//! Integration tests against a loopback TCP "bridge".
//!
//! Each test starts a `std::net::TcpListener` that behaves like the bridge:
//! one packet per connection, read to EOF.

use std::io::Read;
use std::net::TcpListener;
use std::path::PathBuf;
use std::sync::Arc;
use std::thread::JoinHandle;
use std::time::Duration;

use uuid::Uuid;

use gesture_core::{decode_packet, BridgePacket, Joint, MouseReport};
use gesture_hid::application::pipeline::{Pipeline, PipelineControl, PipelineSettings};
use gesture_hid::application::sources::{CaptureError, Frame, FrameSource, StaticConfigSource};
use gesture_hid::application::synthesize::{CommandSynthesizer, Dispatch, HidTransport};
use gesture_hid::infrastructure::camera::SyntheticSource;
use gesture_hid::infrastructure::estimator::ReplayEstimator;
use gesture_hid::infrastructure::storage::gestures::parse_gestures;
use gesture_hid::infrastructure::transport::{TcpLink, TcpTransport};

/// Accepts `count` connections and returns what each one carried.
fn fake_bridge(count: usize) -> (u16, JoinHandle<Vec<Vec<u8>>>) {
    let listener = TcpListener::bind("127.0.0.1:0").expect("bind loopback");
    let port = listener.local_addr().expect("local addr").port();
    let handle = std::thread::spawn(move || {
        (0..count)
            .map(|_| {
                let (mut conn, _) = listener.accept().expect("accept");
                let mut buf = Vec::new();
                conn.read_to_end(&mut buf).expect("read");
                buf
            })
            .collect()
    });
    (port, handle)
}

fn transport(port: u16) -> TcpTransport {
    TcpTransport::new(TcpLink::new("127.0.0.1", port, Duration::from_secs(1)))
}

fn decode_all(packets: &[Vec<u8>]) -> Vec<BridgePacket> {
    packets
        .iter()
        .map(|bytes| decode_packet(bytes).expect("valid frame").0)
        .collect()
}

#[test]
fn test_release_all_reaches_the_bridge() {
    // Arrange
    let (port, bridge) = fake_bridge(2);
    let mut transport = transport(port);

    // Act
    let sent = CommandSynthesizer::new().release_all(&mut transport);

    // Assert
    assert_eq!(sent.len(), 2);
    let received = bridge.join().expect("bridge thread");
    assert_eq!(
        decode_all(&received),
        vec![
            BridgePacket::keyboard_release(),
            BridgePacket::Mouse(MouseReport::neutral()),
        ]
    );
}

#[test]
fn test_duplicate_packet_is_not_put_on_the_wire() {
    // Arrange
    let (port, bridge) = fake_bridge(2);
    let mut transport = transport(port);
    let packet = BridgePacket::keyboard_release().encode();

    // Act
    let first = transport.send(&packet, false).expect("first send");
    let duplicate = transport.send(&packet, false).expect("duplicate");
    let forced = transport.send(&packet, true).expect("forced");

    // Assert
    assert_eq!(first, Dispatch::Sent);
    assert_eq!(duplicate, Dispatch::Suppressed);
    assert_eq!(forced, Dispatch::Sent);
    assert_eq!(bridge.join().expect("bridge thread").len(), 2);
}

#[test]
fn test_unreachable_bridge_is_an_error_not_a_panic() {
    let port = {
        let listener = TcpListener::bind("127.0.0.1:0").expect("bind");
        listener.local_addr().expect("addr").port()
    };
    let mut transport = TcpTransport::new(TcpLink::new("127.0.0.1", port, Duration::from_millis(300)));

    assert!(transport.send(&[0x57, 0xAB], false).is_err());
    assert_eq!(transport.last_sent(), None);
}

// ── End to end ────────────────────────────────────────────────────────────────

/// Synthetic frames; the capture that brings `remaining` to zero stops the pipeline.
struct LimitedSource {
    inner: SyntheticSource,
    remaining: u32,
    control: PipelineControl,
}

impl FrameSource for LimitedSource {
    fn open(&mut self) -> Result<(), CaptureError> {
        self.inner.open()
    }

    fn capture(&mut self) -> Result<Frame, CaptureError> {
        self.remaining = self.remaining.saturating_sub(1);
        if self.remaining == 0 {
            self.control.stop();
        }
        self.inner.capture()
    }

    fn close(&mut self) {
        self.inner.close();
    }

    fn is_open(&self) -> bool {
        self.inner.is_open()
    }
}

fn raised_hand_line() -> String {
    let mut joints = vec![[0.0, 0.0, 0.0]; Joint::COUNT];
    for (joint, x, y) in [
        (Joint::LeftShoulder, 400.0, 250.0),
        (Joint::LeftElbow, 420.0, 190.0),
        (Joint::LeftWrist, 430.0, 100.0),
        (Joint::RightShoulder, 300.0, 250.0),
    ] {
        joints[joint.index()] = [x, y, 0.9];
    }
    serde_json::to_string(&joints).expect("serialize pose")
}

fn scratch_recording(lines: &[String]) -> PathBuf {
    let path = std::env::temp_dir().join(format!("gesture_hid_rec_{}.jsonl", Uuid::new_v4()));
    std::fs::write(&path, lines.join("\n")).expect("write recording");
    path
}

#[test]
fn test_replayed_session_drives_the_bridge() {
    // Arrange: raised, nobody, raised; then shutdown releases.
    let recording = scratch_recording(&[raised_hand_line(), "[]".to_string()]);
    let estimator = ReplayEstimator::load(&recording).expect("load recording");
    let gestures = parse_gestures(
        r#"[{"name": "RightHandUp", "index": 5,
             "base_joint": "right_shoulder",
             "core_joints": ["right_elbow", "right_wrist"],
             "reference_vector": {"right_elbow": [20.0, -60.0], "right_wrist": [30.0, -150.0]},
             "keys": ["i"]}]"#,
        std::path::Path::new("inline"),
    )
    .expect("gestures");

    let (port, bridge) = fake_bridge(4);
    let control = PipelineControl::new(true);
    let mut pipeline = Pipeline::new(
        PipelineSettings {
            frame_interval: Duration::ZERO,
            ..PipelineSettings::default()
        },
        control.clone(),
        Box::new(estimator),
        Arc::new(StaticConfigSource::new(gestures)),
        Box::new(transport(port)),
    );
    let mut source = LimitedSource {
        inner: SyntheticSource::new(8, 8),
        remaining: 3,
        control,
    };

    // Act
    let stats = pipeline.run_serial(&mut source);

    // Assert
    let press = BridgePacket::Keyboard([0, 0, 0, 0, 0, 0, 0, 0x0C]);
    let release = BridgePacket::keyboard_release();
    let received = bridge.join().expect("bridge thread");
    assert_eq!(decode_all(&received), vec![press, release, press, release]);
    assert_eq!(stats.frames_processed, 3);
    assert_eq!(stats.commands_sent, 4);
    assert_eq!(pipeline.history(2).len(), 2);
    std::fs::remove_file(&recording).ok();
}
//! The collaborators the pipeline pulls data from.
//!
//! - [`FrameSource`] – a capture device.
//! - [`PoseEstimator`] – the pose model.
//! - [`ConfigSource`] – the current gesture templates and rules.
//!
//! Each is a trait so that infrastructure backends (and test doubles) can be
//! chosen once at startup and handed to the pipeline as trait objects.

use std::sync::Arc;

use gesture_core::domain::template::validate_templates;
use gesture_core::{GestureMapper, GestureTemplate, Joint, Keypoint, KeypointSet, MappingRule, TemplateError};
use thiserror::Error;

// ── Frames ────────────────────────────────────────────────────────────────────

/// One captured image, 8-bit BGR, row-major.
#[derive(Debug, Clone, PartialEq)]
pub struct Frame {
    /// Increases by one per successful capture.
    pub sequence: u64,
    pub width: u32,
    pub height: u32,
    pub pixels: Vec<u8>,
}

impl Frame {
    /// An all-black frame.
    pub fn blank(sequence: u64, width: u32, height: u32) -> Self {
        Self {
            sequence,
            width,
            height,
            pixels: vec![0; width as usize * height as usize * 3],
        }
    }
}

#[derive(Debug, Error)]
pub enum CaptureError {
    #[error("capture device is not open")]
    NotOpen,

    #[error("failed to open capture device: {0}")]
    Open(String),

    #[error("failed to read frame: {0}")]
    Read(String),

    #[error("failed to spawn capture thread: {0}")]
    Spawn(#[source] std::io::Error),
}

/// A camera or other frame producer.
pub trait FrameSource: Send {
    /// # Errors
    ///
    /// [`CaptureError::Open`] when the device cannot be opened.
    fn open(&mut self) -> Result<(), CaptureError>;

    /// Blocks until the next frame is available.
    ///
    /// # Errors
    ///
    /// [`CaptureError::NotOpen`] before [`FrameSource::open`], or
    /// [`CaptureError::Read`] on a transient device failure.
    fn capture(&mut self) -> Result<Frame, CaptureError>;

    fn close(&mut self);

    fn is_open(&self) -> bool;
}

/// Opens `source` on first use, then captures one frame.
///
/// # Errors
///
/// Whatever [`FrameSource::open`] or [`FrameSource::capture`] returned.
pub fn next_frame(source: &mut dyn FrameSource) -> Result<Frame, CaptureError> {
    if !source.is_open() {
        source.open()?;
    }
    source.capture()
}

// ── Poses ─────────────────────────────────────────────────────────────────────

/// One person as reported by the model: `[x, y, score]` per joint, in
/// canonical joint order.
#[derive(Debug, Clone, PartialEq)]
pub struct RawPose {
    pub joints: Vec<[f64; 3]>,
}

impl RawPose {
    /// Keeps joints scored at or above `min_confidence`.  Extra entries past
    /// the 17th are ignored.
    pub fn to_keypoints(&self, min_confidence: f32) -> KeypointSet {
        let mut set = KeypointSet::new();
        for (i, [x, y, score]) in self.joints.iter().enumerate() {
            let Some(joint) = Joint::from_index(i) else {
                break;
            };
            let score = *score as f32;
            if score >= min_confidence {
                set.insert(joint, Keypoint::with_confidence(*x, *y, score));
            }
        }
        set
    }
}

/// Output of one inference call.
#[derive(Debug, Clone, Default, PartialEq)]
pub struct Estimation {
    /// Every person found, most prominent first.
    pub poses: Vec<RawPose>,
    /// The input frame with the skeleton drawn on it, when the backend renders one.
    pub annotated: Option<Frame>,
}

#[derive(Debug, Error)]
pub enum EstimatorError {
    #[error("estimator backend '{0}' needs a path")]
    MissingPath(&'static str),

    #[error("I/O error reading {path}: {source}")]
    Io {
        path: std::path::PathBuf,
        #[source]
        source: std::io::Error,
    },

    #[error("{path}:{line}: {source}")]
    Parse {
        path: std::path::PathBuf,
        line: usize,
        #[source]
        source: serde_json::Error,
    },

    #[error("recording {0} contains no frames")]
    EmptyRecording(std::path::PathBuf),

    #[error("inference failed: {0}")]
    Inference(String),
}

/// A pose model.
#[cfg_attr(test, mockall::automock)]
pub trait PoseEstimator: Send {
    /// Runs the model on one frame.
    ///
    /// # Errors
    ///
    /// [`EstimatorError::Inference`] when the backend fails on this frame.
    fn infer(&mut self, frame: &Frame) -> Result<Estimation, EstimatorError>;

    /// Converts one detected person to keypoints, dropping low-confidence joints.
    fn pose_to_keypoints(&self, pose: &RawPose, min_confidence: f32) -> KeypointSet {
        pose.to_keypoints(min_confidence)
    }
}

// ── Gesture configuration ─────────────────────────────────────────────────────

/// An immutable set of templates plus the rule table derived from them.
#[derive(Debug, Clone, Default, PartialEq)]
pub struct GestureConfig {
    pub templates: Vec<GestureTemplate>,
    pub mapper: GestureMapper,
}

impl GestureConfig {
    /// Validates `templates` and builds the mapper.
    ///
    /// # Errors
    ///
    /// Returns the first [`TemplateError`] found.
    pub fn new(
        templates: Vec<GestureTemplate>,
        rules: Vec<MappingRule>,
    ) -> Result<Self, TemplateError> {
        validate_templates(&templates)?;
        let mapper = GestureMapper::from_templates(&templates, rules);
        Ok(Self { templates, mapper })
    }

    pub fn empty() -> Self {
        Self::default()
    }
}

/// Supplies the gesture snapshot for a processing cycle.
pub trait ConfigSource: Send + Sync {
    /// The latest consistent snapshot.
    fn current(&self) -> Arc<GestureConfig>;
}

/// A snapshot that never changes.
pub struct StaticConfigSource {
    snapshot: Arc<GestureConfig>,
}

impl StaticConfigSource {
    pub fn new(config: GestureConfig) -> Self {
        Self {
            snapshot: Arc::new(config),
        }
    }
}

impl ConfigSource for StaticConfigSource {
    fn current(&self) -> Arc<GestureConfig> {
        Arc::clone(&self.snapshot)
    }
}

#[cfg(test)]
mod tests {
    use super::*;

    #[test]
    fn test_to_keypoints_drops_low_confidence_joints() {
        // Arrange
        let mut joints = vec![[10.0, 20.0, 0.9]; Joint::COUNT];
        joints[Joint::LeftWrist.index()] = [5.0, 5.0, 0.29];
        joints[Joint::RightWrist.index()] = [6.0, 6.0, 0.3];
        let pose = RawPose { joints };

        // Act
        let set = pose.to_keypoints(0.3);

        // Assert
        assert_eq!(set.len(), Joint::COUNT - 1);
        assert!(!set.contains(Joint::LeftWrist));
        assert_eq!(set.get(Joint::RightWrist).map(|k| (k.x, k.y)), Some((6.0, 6.0)));
    }

    #[test]
    fn test_to_keypoints_ignores_extra_joints() {
        let pose = RawPose {
            joints: vec![[1.0, 1.0, 1.0]; Joint::COUNT + 3],
        };
        assert_eq!(pose.to_keypoints(0.0).len(), Joint::COUNT);
    }

    #[test]
    fn test_short_pose_only_fills_leading_joints() {
        let pose = RawPose {
            joints: vec![[1.0, 1.0, 1.0]; 3],
        };
        let set = pose.to_keypoints(0.5);
        assert!(set.contains(Joint::Nose));
        assert!(set.contains(Joint::RightEye));
        assert!(!set.contains(Joint::LeftEar));
    }

    #[test]
    fn test_gesture_config_rejects_duplicate_indices() {
        let text = r#"[
            {"name": "A", "index": 1, "base_joint": "nose", "core_joints": ["left_eye"],
             "reference_vector": {"left_eye": [1, 0]}},
            {"name": "B", "index": 1, "base_joint": "nose", "core_joints": ["left_eye"],
             "reference_vector": {"left_eye": [1, 0]}}
        ]"#;
        let templates: Vec<GestureTemplate> = serde_json::from_str(text).unwrap();
        assert!(matches!(
            GestureConfig::new(templates, Vec::new()),
            Err(TemplateError::DuplicateIndex { index: 1, .. })
        ));
    }

    #[test]
    fn test_static_source_returns_same_snapshot() {
        let source = StaticConfigSource::new(GestureConfig::empty());
        assert!(Arc::ptr_eq(&source.current(), &source.current()));
    }
}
□ □ □ □ □ □ □
» Task item: A single number is expected: the count of lines in the entries that carry the string "when".

» Result of the exercise: 3